Hello. I would like advice on which glue to buy for making Bandsaw boxes. 
I have a language problem at my hardware store so any hints or tips would be great (they speak swedish and finnish and I don't.) 
I know nothing about glue so brands - types - purposes will help me find something when trying to read the label in swedish finnish.
Any advice on sanding grades etc for my apple wood branch bandsaw boxes would be appreciated aswell.

Thanks in advance!

Anthony


----------



## bondogaposis (Dec 18, 2011)

Titebond II


----------



## TheDane (May 15, 2008)

Thick CA … use accelerator to speed up drying (takes seconds instead of hours).

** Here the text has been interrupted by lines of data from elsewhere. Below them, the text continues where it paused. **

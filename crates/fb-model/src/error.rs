use std::path::PathBuf;

use thiserror::Error;

#[derive(Debug, Error)]
pub enum ImportError {
    /// Unsupported or malformed input file (override file, sheet selection).
    #[error("configuration error: {0}")]
    Config(String),
    /// A required field is absent or unusable in an override file.
    #[error("validation error: {0}")]
    Validation(String),
    #[error("file not found: {}", path.display())]
    NotFound { path: PathBuf },
    #[error("io error: {0}")]
    Io(#[from] std::io::Error),
    #[error("failed to read spreadsheet {}: {message}", path.display())]
    Spreadsheet { path: PathBuf, message: String },
    #[error("failed to write {}: {message}", path.display())]
    Write { path: PathBuf, message: String },
}

impl ImportError {
    pub fn config(message: impl Into<String>) -> Self {
        Self::Config(message.into())
    }

    pub fn validation(message: impl Into<String>) -> Self {
        Self::Validation(message.into())
    }

    pub fn not_found(path: impl Into<PathBuf>) -> Self {
        Self::NotFound { path: path.into() }
    }
}

pub type Result<T> = std::result::Result<T, ImportError>;
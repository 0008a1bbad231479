//! FastBound importer CLI.

use std::io::{self, IsTerminal};

use clap::{ColorChoice, Parser};
use fb_cli::import::{ImportRequest, run_import};
use fb_cli::logging::{LogConfig, LogFormat, init_logging};
use fb_model::ResolveOptions;
use tracing::info;
use tracing::level_filters::LevelFilter;

mod cli;
mod summary;

use crate::cli::{Cli, LogFormatArg, LogLevelArg};
use crate::summary::print_summary;

fn main() {
    let cli = Cli::parse();
    cli.color.write_global();
    let log_config = log_config_from_cli(&cli);
    if let Err(error) = init_logging(&log_config) {
        eprintln!("error: failed to initialize logging: {error}");
        std::process::exit(1);
    }
    let exit_code = match run_import(&import_request(&cli)) {
        Ok(result) => {
            print_summary(&result);
            if result.strict_failure() {
                eprintln!(
                    "error: {} FastBound columns were not mapped. See 'Mapping Report'.",
                    result.unresolved_count()
                );
            } else {
                info!(output = %result.output.display(), "Done");
                info!(
                    total = result.target_columns(),
                    mapped = result.target_columns() - result.unresolved_count(),
                    missing = result.unresolved_count(),
                    "FastBound columns"
                );
            }
            result.exit_code()
        }
        Err(error) => {
            eprintln!("error: {error:#}");
            1
        }
    };
    std::process::exit(exit_code);
}

fn import_request(cli: &Cli) -> ImportRequest {
    ImportRequest {
        atf: cli.atf.clone(),
        atf_sheet: cli.atf_sheet.clone(),
        fastbound: cli.fastbound.clone(),
        fastbound_sheet: cli.fastbound_sheet.clone(),
        out: cli.out.clone(),
        overrides: cli.map.clone(),
        save_map: cli.save_map.clone(),
        options: ResolveOptions::new().with_fuzzy_cutoff(cli.fuzzy_cutoff),
        strict: cli.strict,
    }
}

/// Build logging configuration from CLI flags with consistent precedence.
fn log_config_from_cli(cli: &Cli) -> LogConfig {
    let mut config = LogConfig {
        level_filter: cli.verbosity.tracing_level_filter(),
        ..LogConfig::default()
    };
    config.use_env_filter = !(cli.verbosity.is_present() || cli.log_level.is_some());
    if let Some(level) = cli.log_level {
        config.level_filter = match level {
            LogLevelArg::Error => LevelFilter::ERROR,
            LogLevelArg::Warn => LevelFilter::WARN,
            LogLevelArg::Info => LevelFilter::INFO,
            LogLevelArg::Debug => LevelFilter::DEBUG,
            LogLevelArg::Trace => LevelFilter::TRACE,
        };
    }
    config.format = match cli.log_format {
        LogFormatArg::Pretty => LogFormat::Pretty,
        LogFormatArg::Compact => LogFormat::Compact,
        LogFormatArg::Json => LogFormat::Json,
    };
    config.log_file = cli.log_file.clone();
    config.with_ansi = match cli.color.color {
        ColorChoice::Always => true,
        ColorChoice::Never => false,
        ColorChoice::Auto => cli.log_file.is_none() && io::stderr().is_terminal(),
    };
    config
}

Sand progressively with 120, 180, 240, 320, 400, and 600 grit.
-Gerry


----------



## huff (May 28, 2009)

Anthony,
I use any of your regular wood glues, (titebond, Elmer's yellow, etc.) As long as you get a nice even coat on all your glue surfaces and aline all pieces while it's clamped, you should have no problems. (make sure you wipe any excess before it dries). I like Gerry's idea, even though I haven't tried that before, it sounds like it would make things go along alot faster.
Band saw boxes require a lot of hand sanding, so starting with a coarse grit to start with to get rid of tooling marks, making sure you don't sand away anymore then you have to, then progressively go to a finer grit until you achieve the look and feel you like. Hope you will post some pictures when you finish.


----------



## AJM (Aug 6, 2012)

thanks for the advice. I am going for a drive tomorrow to grab supplies from a large store… I am buying a sander that hopefully wont leave me with numb hands and pva in as many forms as i can get it in.. sisu - a good finnish word to google.. i will get there.. even if the labelling is wrong..

oooh clamped… i used elastic bands .. yay glad i have a good budget..
random question now are stanley planes any good? i can buy them in the morning as well.


----------